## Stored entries
────
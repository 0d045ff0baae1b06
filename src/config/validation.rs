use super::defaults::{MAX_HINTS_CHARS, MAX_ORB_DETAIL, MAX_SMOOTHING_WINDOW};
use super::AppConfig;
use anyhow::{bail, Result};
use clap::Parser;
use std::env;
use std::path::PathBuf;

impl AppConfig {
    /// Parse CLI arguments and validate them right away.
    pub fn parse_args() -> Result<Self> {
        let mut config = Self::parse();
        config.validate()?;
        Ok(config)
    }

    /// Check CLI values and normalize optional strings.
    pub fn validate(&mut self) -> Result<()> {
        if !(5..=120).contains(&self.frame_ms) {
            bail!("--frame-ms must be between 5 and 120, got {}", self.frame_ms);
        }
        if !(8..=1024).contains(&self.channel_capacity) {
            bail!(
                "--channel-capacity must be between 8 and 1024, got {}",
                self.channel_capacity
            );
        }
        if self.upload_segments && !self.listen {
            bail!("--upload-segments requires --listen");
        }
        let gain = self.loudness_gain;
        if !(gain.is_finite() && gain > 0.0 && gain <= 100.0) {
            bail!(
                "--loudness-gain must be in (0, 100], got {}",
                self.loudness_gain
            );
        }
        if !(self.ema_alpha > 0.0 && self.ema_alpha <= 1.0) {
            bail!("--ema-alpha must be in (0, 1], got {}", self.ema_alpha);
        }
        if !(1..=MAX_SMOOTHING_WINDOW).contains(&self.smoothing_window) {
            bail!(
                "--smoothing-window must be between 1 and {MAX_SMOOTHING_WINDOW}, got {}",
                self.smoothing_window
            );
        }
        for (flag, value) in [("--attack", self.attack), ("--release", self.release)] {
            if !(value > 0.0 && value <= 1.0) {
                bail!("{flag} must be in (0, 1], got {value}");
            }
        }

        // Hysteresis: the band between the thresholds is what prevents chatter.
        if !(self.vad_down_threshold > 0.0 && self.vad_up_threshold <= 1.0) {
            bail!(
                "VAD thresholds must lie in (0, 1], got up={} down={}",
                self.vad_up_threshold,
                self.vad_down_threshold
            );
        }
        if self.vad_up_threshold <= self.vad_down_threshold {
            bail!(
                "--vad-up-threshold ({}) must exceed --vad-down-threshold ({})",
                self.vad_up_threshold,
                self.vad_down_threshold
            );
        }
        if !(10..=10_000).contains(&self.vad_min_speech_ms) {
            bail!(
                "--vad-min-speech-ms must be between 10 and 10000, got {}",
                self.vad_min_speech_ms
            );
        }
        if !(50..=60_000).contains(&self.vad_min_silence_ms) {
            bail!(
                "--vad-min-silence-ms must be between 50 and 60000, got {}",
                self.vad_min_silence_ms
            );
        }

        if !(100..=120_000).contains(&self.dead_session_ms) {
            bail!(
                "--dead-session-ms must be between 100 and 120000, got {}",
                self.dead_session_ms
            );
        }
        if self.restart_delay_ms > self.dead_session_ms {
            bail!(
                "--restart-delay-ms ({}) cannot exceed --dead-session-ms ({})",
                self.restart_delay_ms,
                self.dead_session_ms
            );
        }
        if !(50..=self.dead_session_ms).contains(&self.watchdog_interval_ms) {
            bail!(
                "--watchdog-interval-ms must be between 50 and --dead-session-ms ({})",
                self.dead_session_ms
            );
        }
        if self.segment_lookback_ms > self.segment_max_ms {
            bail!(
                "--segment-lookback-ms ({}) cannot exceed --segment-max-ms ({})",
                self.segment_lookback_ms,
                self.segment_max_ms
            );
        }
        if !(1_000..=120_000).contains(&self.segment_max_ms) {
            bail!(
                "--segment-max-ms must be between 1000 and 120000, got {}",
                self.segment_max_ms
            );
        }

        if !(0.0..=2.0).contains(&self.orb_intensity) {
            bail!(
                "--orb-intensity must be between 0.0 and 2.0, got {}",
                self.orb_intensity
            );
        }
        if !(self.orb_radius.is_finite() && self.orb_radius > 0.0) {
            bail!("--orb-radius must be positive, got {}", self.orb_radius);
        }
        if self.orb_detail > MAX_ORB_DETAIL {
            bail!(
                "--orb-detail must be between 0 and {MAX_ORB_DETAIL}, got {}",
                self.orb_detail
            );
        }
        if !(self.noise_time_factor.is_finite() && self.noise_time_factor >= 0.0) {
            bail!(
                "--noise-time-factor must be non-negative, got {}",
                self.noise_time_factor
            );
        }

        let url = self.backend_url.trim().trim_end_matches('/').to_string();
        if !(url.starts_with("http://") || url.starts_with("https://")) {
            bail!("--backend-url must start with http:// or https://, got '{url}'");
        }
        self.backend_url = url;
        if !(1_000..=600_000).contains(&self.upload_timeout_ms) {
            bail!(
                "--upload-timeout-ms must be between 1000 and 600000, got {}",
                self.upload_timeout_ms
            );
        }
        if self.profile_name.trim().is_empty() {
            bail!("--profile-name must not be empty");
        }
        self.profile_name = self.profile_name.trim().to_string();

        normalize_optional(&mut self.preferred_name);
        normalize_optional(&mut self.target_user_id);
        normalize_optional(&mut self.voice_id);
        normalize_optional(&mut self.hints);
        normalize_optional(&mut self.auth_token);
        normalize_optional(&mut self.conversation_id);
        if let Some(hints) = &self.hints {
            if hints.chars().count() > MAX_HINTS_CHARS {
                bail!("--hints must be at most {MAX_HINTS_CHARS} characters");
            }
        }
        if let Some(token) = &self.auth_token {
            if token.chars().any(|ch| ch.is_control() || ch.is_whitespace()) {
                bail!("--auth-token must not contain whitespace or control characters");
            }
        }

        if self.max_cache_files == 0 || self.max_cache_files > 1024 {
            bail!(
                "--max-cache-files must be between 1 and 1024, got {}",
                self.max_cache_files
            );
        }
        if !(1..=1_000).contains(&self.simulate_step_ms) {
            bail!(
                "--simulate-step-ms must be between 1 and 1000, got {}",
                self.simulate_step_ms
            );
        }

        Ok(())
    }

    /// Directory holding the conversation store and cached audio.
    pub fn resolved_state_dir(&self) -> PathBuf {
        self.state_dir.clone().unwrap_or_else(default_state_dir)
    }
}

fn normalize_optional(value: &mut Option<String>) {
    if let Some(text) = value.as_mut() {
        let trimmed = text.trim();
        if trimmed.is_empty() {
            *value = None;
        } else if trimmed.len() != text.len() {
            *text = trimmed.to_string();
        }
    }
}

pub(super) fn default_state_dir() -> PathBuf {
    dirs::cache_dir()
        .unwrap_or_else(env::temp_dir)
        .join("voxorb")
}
────
## What you need to do
Among the records above, find the lines that contain "https" and copy every one.

## Answer section
        if !(url.starts_with("http://") || url.starts_with("https://")) {
            bail!("--backend-url must start with http:// or https://, got '{url}'");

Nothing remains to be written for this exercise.